How much do contract downstream processing scientist jobs pay per year?

As of Jul 3, 2026, the average yearly pay for contract downstream processing scientist in the United States is $87,842.00, according to ZipRecruiter salary data. Most workers in this role earn between $75,500.00 and $100,000.00 per year, depending on experience, location, and employer.

What is the difference between Contract Downstream Processing Scientist vs Contract Upstream Processing Scientist?

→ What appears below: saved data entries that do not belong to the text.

// =============================================================================
// Quota
// =============================================================================

#[tokio::test]
async fn quota_spills_to_second_key_then_skips() {
    let log = TestLogger::new("quota_spills_to_second_key_then_skips");
    log.phase("setup");

    let dir = TestDir::new();
    let ids = site_ids(17);
    seed_forecasts(
        dir.path(),
        sites_for(TEST_KEY, &ids),
        BTreeMap::new(),
        utc("2024-05-31T02:00:00Z"),
    );
    let coordinator = open(
        &dir,
        MockProvider::new(),
        &format!("{TEST_KEY},{SECOND_KEY}"),
        "10,5",
        CoordinatorSettings::default(),
    )
    .unwrap();

    log.phase("execute");
    let report = coordinator
        .force_update(utc("2024-06-01T02:00:00Z"))
        .await
        .unwrap();

    log.phase("verify");
    assert_eq!(report.outcome, CycleOutcome::Completed);
    assert_eq!(report.fetched.len(), 15);
    assert_eq!(report.skipped, ids[15..].to_vec());
    assert_eq!(report.api_used, 15);
    assert_eq!(report.api_limit, 15);

    let calls = coordinator.provider().calls();
    let first = ApiKey::new(TEST_KEY).fingerprint();
    let second = ApiKey::new(SECOND_KEY).fingerprint();
    let on = |fp: &str| {
        calls
            .iter()
            .filter(|c| c.kind == FetchKind::Forecasts && c.key_fingerprint == fp)
            .count()
    };
    assert_eq!(on(&first), 10);
    assert_eq!(on(&second), 5);
    assert_eq!(coordinator.provider().sites_calls(), 0);

    let snapshot = coordinator.snapshot();
    assert_eq!(snapshot.stale_sites, ids[15..].to_vec());

    let usage = CacheStore::new(dir.path()).load_usage().unwrap().unwrap();
    assert_eq!(usage.keys[&first].daily_limit_consumed, 10);
    assert_eq!(usage.keys[&second].daily_limit_consumed, 5);
    log.finish_ok();
}

#[tokio::test]
async fn usage_survives_reopen_and_resets_next_day() {
    let dir = TestDir::new();
    let ids = site_ids(1);
    seed_forecasts(
        dir.path(),
        sites_for(TEST_KEY, &ids),
        BTreeMap::new(),
        utc("2024-05-31T02:00:00Z"),
    );

    let first = open(&dir, MockProvider::new(), TEST_KEY, "10", CoordinatorSettings::default()).unwrap();
    first.force_update(utc("2024-06-01T02:00:00Z")).await.unwrap();
    drop(first);

    let reopened = open(&dir, MockProvider::new(), TEST_KEY, "10", CoordinatorSettings::default()).unwrap();
    assert_eq!(reopened.snapshot().api_used, 1);

    assert!(reopened.roll_quota(utc("2024-06-02T00:10:00Z")).await.unwrap());
    assert_eq!(reopened.snapshot().api_used, 0);
    let usage = CacheStore::new(dir.path()).load_usage().unwrap().unwrap();
    assert!(usage.keys.values().all(|u| u.daily_limit_consumed == 0));
}

// =============================================================================
// Cycle exclusivity
// =============================================================================

#[tokio::test]
async fn second_cycle_is_rejected_and_cancel_keeps_cache() {
    let log = TestLogger::new("second_cycle_is_rejected_and_cancel_keeps_cache");
    let dir = TestDir::new();
    let ids = site_ids(1);
    seed_forecasts(
        dir.path(),
        sites_for(TEST_KEY, &ids),
        BTreeMap::new(),
        utc("2024-05-31T02:00:00Z"),
    );
    let provider = MockProvider::new()
        .with_forecasts(&ids[0], day_of_records("2024-06-01", 2.0))
        .gated();
    let coordinator = open(&dir, provider, TEST_KEY, "10", CoordinatorSettings::default()).unwrap();
    let now = utc("2024-06-01T02:00:00Z");

    log.phase("execute");
    let (first, ()) = tokio::join!(coordinator.force_update(now), async {
        coordinator.provider().wait_for_request().await;
        assert_eq!(coordinator.phase(), CyclePhase::Fetching);

        let second = coordinator.force_update(now).await;
        assert!(matches!(second, Err(PvcastError::CycleInProgress)));

        assert!(coordinator.cancel_in_flight());
        coordinator.provider().release();
    });

    log.phase("verify");
    let report = first.unwrap();
    assert_eq!(report.outcome, CycleOutcome::Aborted);
    assert_eq!(coordinator.phase(), CyclePhase::Idle);
    assert!(!coordinator.cancel_in_flight());

    let records = coordinator
        .query_forecast_data(utc("2024-06-01T00:00:00Z"), utc("2024-06-02T00:00:00Z"), Some(&ids[0]), true)
        .await
        .unwrap();
    assert!(records.is_empty());

    let cached = CacheStore::new(dir.path()).load_forecasts().unwrap().loaded().unwrap();
    assert_eq!(cached.last_updated, Some(utc("2024-05-31T02:00:00Z")));
    log.finish_ok();
}

#[tokio::test]
async fn trigger_must_match_update_mode() {
    let dir = TestDir::new();
    seed_forecasts(
        dir.path(),
        sites_for(TEST_KEY, &site_ids(1)),
        BTreeMap::new(),
        utc("2024-05-31T02:00:00Z"),
    );
    let settings = CoordinatorSettings {
        auto_update: AutoUpdateMode::AllDay,
        ..CoordinatorSettings::default()
    };
    let coordinator = open(&dir, MockProvider::new(), TEST_KEY, "10", settings).unwrap();
    let now = utc("2024-06-01T02:00:00Z");

    let err = coordinator.force_update(now).await.unwrap_err();
    assert!(matches!(err, PvcastError::ForceUpdateWhileAutoUpdate));
    assert_eq!(coordinator.provider().forecast_calls(), 0);

    let report = coordinator.update(now).await.unwrap();
    assert_eq!(report.outcome, CycleOutcome::Completed);

    let again = coordinator.update(now + Duration::minutes(10)).await.unwrap();
    assert_eq!(again.outcome, CycleOutcome::SkippedRecent);
    assert_eq!(coordinator.provider().forecast_calls(), 1);
}

#[tokio::test]
async fn second_coordinator_on_same_dir_is_refused() {
    let log = TestLogger::new("second_coordinator_on_same_dir_is_refused");
    let dir = TestDir::new();
    seed_forecasts(
        dir.path(),
        sites_for(TEST_KEY, &site_ids(1)),
        BTreeMap::new(),
        utc("2024-05-31T02:00:00Z"),
    );
    let settings = CoordinatorSettings {
        auto_update: AutoUpdateMode::AllDay,
        ..CoordinatorSettings::default()
    };

    log.phase("daemon cycle");
    let daemon = open(&dir, MockProvider::new(), TEST_KEY, "10", settings.clone()).unwrap();
    let report = daemon.run_scheduled(utc("2024-06-01T03:00:00Z")).await.unwrap();
    assert_eq!(report.outcome, CycleOutcome::Completed);

    log.phase("cli while daemon runs");
    let err = open(&dir, MockProvider::new(), TEST_KEY, "10", settings.clone())
        .err()
        .expect("second open must fail");
    assert!(matches!(err, PvcastError::DataDirLocked { .. }));
    assert_eq!(err.exit_code(), ExitCode::PolicyRejected);
    assert_eq!(err.error_code(), "PVC-P004");

    log.phase("cli after daemon exits");
    drop(daemon);
    let cli = open(&dir, MockProvider::new(), TEST_KEY, "10", settings).unwrap();
    assert_eq!(cli.snapshot().api_used, 1);
    let report = cli.update(utc("2024-06-01T03:00:05Z")).await.unwrap();
    assert_eq!(report.outcome, CycleOutcome::SkippedRecent);
    assert_eq!(cli.provider().forecast_calls(), 0);

    let usage = CacheStore::new(dir.path()).load_usage().unwrap().unwrap();
    assert_eq!(usage.keys.values().map(|u| u.daily_limit_consumed).sum::<u32>(), 1);
    log.finish_ok();
}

AspectContract Downstream Processing ScientistContract Upstream Processing Scientist
ResponsibilitiesFocuses on purification, formulation, and finishing of bioproductsHandles cell culture, fermentation, and initial product generation
Required SkillsProtein purification, chromatography, aseptic techniquesCell culture, bioreactor operation, media preparation
Work EnvironmentBiotech manufacturing, contract research organizationsBiotech labs, manufacturing facilities
Common CertificationsGMP, cGMP, laboratory safetyGMP, cGMP, laboratory safety

Contract Downstream Processing Scientists specialize in purification and finishing of bioproducts, while Contract Upstream Processing Scientists focus on cell culture and fermentation. Both roles require GMP knowledge and are found in biotech manufacturing settings, but they differ in their specific technical focus and stage of bioprocessing.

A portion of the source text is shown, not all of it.